# Problem requirements
Whenever a line carries the word "Sent", pull it out of the entries.

(Stored items)
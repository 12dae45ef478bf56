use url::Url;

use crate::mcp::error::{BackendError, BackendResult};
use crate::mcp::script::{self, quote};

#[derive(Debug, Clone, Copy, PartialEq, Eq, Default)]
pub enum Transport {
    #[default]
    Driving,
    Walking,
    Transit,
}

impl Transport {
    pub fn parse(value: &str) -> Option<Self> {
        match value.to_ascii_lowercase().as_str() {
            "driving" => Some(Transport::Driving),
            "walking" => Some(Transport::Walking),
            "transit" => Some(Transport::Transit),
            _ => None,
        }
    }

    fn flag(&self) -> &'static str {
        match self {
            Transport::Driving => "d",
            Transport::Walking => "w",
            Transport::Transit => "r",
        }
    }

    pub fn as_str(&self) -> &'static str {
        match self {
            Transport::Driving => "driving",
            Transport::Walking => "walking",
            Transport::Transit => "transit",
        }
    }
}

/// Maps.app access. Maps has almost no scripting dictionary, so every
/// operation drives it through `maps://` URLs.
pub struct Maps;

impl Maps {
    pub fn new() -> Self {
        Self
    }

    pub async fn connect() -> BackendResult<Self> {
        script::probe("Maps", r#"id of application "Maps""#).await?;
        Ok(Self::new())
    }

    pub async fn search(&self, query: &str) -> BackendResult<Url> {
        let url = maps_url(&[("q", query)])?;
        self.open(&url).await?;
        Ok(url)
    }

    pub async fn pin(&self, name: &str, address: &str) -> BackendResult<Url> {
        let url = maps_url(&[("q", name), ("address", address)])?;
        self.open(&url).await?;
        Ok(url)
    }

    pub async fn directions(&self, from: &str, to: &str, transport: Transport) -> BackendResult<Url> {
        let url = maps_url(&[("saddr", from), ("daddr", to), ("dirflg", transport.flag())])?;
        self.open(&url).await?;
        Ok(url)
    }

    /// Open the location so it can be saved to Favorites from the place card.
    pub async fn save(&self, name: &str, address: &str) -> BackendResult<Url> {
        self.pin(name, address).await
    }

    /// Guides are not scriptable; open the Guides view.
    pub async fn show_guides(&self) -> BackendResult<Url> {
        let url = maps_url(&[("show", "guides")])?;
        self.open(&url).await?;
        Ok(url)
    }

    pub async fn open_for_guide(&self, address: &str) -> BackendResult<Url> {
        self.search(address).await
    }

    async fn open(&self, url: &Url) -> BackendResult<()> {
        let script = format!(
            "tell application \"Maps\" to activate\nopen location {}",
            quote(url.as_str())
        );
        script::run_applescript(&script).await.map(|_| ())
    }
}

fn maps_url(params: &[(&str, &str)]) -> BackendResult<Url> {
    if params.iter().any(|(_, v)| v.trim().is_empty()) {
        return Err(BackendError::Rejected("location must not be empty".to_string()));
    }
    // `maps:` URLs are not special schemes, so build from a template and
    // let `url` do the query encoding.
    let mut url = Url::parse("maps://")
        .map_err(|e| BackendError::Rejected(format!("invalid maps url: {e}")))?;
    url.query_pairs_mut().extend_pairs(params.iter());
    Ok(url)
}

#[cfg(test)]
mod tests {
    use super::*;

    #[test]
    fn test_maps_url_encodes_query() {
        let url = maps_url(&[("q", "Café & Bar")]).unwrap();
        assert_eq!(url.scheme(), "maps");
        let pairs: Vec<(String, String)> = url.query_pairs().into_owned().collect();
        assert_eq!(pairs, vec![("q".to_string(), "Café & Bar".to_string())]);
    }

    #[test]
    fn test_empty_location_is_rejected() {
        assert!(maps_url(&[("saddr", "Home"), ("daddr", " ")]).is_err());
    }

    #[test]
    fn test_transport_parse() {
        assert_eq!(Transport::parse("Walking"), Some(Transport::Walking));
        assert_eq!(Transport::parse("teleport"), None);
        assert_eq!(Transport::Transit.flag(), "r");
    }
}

==

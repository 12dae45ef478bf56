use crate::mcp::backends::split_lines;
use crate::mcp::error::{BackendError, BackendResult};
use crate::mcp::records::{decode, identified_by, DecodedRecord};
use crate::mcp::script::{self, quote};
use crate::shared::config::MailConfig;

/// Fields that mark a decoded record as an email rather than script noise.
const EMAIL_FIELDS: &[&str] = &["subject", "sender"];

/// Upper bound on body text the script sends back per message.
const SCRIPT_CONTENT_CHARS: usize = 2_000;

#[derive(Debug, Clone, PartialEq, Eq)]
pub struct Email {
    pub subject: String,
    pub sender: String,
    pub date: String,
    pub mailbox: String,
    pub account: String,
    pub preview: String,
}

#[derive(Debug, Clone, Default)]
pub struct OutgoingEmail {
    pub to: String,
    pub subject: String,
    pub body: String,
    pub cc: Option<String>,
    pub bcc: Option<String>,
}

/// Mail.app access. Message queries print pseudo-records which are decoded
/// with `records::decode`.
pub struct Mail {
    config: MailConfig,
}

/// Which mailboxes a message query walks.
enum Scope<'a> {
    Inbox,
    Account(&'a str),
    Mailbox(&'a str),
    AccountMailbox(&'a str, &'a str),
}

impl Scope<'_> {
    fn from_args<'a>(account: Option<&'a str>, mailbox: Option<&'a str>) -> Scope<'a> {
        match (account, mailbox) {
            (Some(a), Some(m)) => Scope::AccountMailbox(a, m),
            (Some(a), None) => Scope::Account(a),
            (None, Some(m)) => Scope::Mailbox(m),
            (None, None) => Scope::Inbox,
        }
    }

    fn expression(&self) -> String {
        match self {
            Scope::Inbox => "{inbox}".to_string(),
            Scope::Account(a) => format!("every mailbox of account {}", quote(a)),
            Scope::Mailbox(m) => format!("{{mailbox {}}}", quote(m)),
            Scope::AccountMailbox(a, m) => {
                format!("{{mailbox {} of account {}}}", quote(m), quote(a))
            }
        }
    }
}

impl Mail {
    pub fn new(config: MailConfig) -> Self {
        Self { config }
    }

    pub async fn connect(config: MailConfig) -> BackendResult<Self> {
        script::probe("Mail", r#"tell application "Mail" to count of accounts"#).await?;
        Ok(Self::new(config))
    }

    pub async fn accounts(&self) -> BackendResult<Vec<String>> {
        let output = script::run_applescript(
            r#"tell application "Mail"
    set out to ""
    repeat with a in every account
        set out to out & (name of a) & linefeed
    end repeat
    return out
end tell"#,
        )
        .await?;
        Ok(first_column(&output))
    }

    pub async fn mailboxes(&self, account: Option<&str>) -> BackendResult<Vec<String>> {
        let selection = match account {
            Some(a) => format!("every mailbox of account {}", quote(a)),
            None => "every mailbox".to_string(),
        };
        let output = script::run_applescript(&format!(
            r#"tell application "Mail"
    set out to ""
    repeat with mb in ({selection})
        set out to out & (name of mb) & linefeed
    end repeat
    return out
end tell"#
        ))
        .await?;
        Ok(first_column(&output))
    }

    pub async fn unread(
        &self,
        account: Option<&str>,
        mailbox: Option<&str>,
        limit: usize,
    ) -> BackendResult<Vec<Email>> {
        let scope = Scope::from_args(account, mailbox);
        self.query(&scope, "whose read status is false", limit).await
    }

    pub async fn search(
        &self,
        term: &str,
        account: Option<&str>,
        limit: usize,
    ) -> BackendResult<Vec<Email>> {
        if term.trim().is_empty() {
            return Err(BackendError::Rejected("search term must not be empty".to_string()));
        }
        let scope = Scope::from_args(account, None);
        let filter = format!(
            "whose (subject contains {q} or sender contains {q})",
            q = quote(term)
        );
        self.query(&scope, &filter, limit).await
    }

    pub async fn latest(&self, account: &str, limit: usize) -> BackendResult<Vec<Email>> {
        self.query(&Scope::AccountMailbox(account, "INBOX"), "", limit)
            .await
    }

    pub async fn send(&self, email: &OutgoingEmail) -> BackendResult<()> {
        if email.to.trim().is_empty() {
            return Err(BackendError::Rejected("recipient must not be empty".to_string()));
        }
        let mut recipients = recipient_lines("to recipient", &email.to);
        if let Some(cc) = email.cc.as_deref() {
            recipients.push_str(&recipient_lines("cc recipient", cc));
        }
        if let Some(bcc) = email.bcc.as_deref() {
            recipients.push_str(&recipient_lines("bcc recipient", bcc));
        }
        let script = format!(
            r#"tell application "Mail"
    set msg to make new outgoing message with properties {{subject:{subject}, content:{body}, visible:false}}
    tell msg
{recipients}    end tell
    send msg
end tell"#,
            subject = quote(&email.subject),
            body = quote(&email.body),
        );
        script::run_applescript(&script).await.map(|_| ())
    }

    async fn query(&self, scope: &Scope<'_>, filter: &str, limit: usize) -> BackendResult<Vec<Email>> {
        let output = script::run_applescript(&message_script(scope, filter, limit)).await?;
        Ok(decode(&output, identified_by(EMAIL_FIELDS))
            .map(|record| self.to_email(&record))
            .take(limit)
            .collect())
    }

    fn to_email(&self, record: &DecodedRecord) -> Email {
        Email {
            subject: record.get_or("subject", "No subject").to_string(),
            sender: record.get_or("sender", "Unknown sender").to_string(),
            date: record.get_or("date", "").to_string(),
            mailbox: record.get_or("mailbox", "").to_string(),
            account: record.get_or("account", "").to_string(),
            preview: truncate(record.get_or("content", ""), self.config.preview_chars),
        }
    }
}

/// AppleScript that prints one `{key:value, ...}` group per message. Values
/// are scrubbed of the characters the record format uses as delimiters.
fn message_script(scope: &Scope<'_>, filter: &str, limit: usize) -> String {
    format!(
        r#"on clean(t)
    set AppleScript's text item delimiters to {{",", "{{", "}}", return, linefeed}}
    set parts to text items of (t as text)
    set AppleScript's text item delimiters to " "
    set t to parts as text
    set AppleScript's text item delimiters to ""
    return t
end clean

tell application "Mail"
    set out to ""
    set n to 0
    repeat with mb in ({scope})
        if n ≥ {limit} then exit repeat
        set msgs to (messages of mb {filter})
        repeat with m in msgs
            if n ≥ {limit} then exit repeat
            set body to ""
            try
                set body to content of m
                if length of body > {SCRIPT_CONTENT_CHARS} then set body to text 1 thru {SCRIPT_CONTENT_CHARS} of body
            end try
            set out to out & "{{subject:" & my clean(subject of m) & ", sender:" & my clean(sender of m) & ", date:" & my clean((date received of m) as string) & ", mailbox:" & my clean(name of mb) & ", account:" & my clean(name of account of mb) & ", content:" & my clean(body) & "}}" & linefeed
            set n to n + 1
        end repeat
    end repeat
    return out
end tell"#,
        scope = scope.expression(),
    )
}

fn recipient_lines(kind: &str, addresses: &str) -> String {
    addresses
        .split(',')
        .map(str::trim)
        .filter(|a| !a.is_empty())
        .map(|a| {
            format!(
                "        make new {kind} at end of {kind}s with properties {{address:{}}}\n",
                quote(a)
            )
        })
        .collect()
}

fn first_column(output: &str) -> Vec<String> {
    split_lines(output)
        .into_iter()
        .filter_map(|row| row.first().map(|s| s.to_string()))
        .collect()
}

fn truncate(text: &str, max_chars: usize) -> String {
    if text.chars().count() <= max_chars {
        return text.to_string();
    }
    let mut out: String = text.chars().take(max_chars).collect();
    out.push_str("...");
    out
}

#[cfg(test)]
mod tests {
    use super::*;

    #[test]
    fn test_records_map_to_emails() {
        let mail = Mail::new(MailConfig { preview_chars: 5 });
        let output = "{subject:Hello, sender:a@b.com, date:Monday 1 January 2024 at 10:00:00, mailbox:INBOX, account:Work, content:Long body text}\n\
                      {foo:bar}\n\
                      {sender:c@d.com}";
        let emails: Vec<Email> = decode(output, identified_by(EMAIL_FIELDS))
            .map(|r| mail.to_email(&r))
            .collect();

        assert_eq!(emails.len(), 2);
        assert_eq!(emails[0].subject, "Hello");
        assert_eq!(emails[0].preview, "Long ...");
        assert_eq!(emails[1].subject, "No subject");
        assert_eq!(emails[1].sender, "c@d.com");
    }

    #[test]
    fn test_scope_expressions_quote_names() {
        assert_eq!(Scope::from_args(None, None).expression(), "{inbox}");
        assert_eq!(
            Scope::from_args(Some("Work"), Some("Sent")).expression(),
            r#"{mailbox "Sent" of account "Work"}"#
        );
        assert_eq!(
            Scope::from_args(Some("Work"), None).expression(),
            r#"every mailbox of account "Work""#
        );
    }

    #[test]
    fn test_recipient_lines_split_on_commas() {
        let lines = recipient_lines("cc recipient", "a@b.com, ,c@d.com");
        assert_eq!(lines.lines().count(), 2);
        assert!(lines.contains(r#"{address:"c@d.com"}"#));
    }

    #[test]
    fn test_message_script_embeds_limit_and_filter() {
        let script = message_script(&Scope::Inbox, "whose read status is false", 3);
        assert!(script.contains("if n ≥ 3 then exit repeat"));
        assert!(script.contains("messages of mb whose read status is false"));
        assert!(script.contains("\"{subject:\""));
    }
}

# Reply
            Scope::from_args(Some("Work"), Some("Sent")).expression(),
            r#"{mailbox "Sent" of account "Work"}"#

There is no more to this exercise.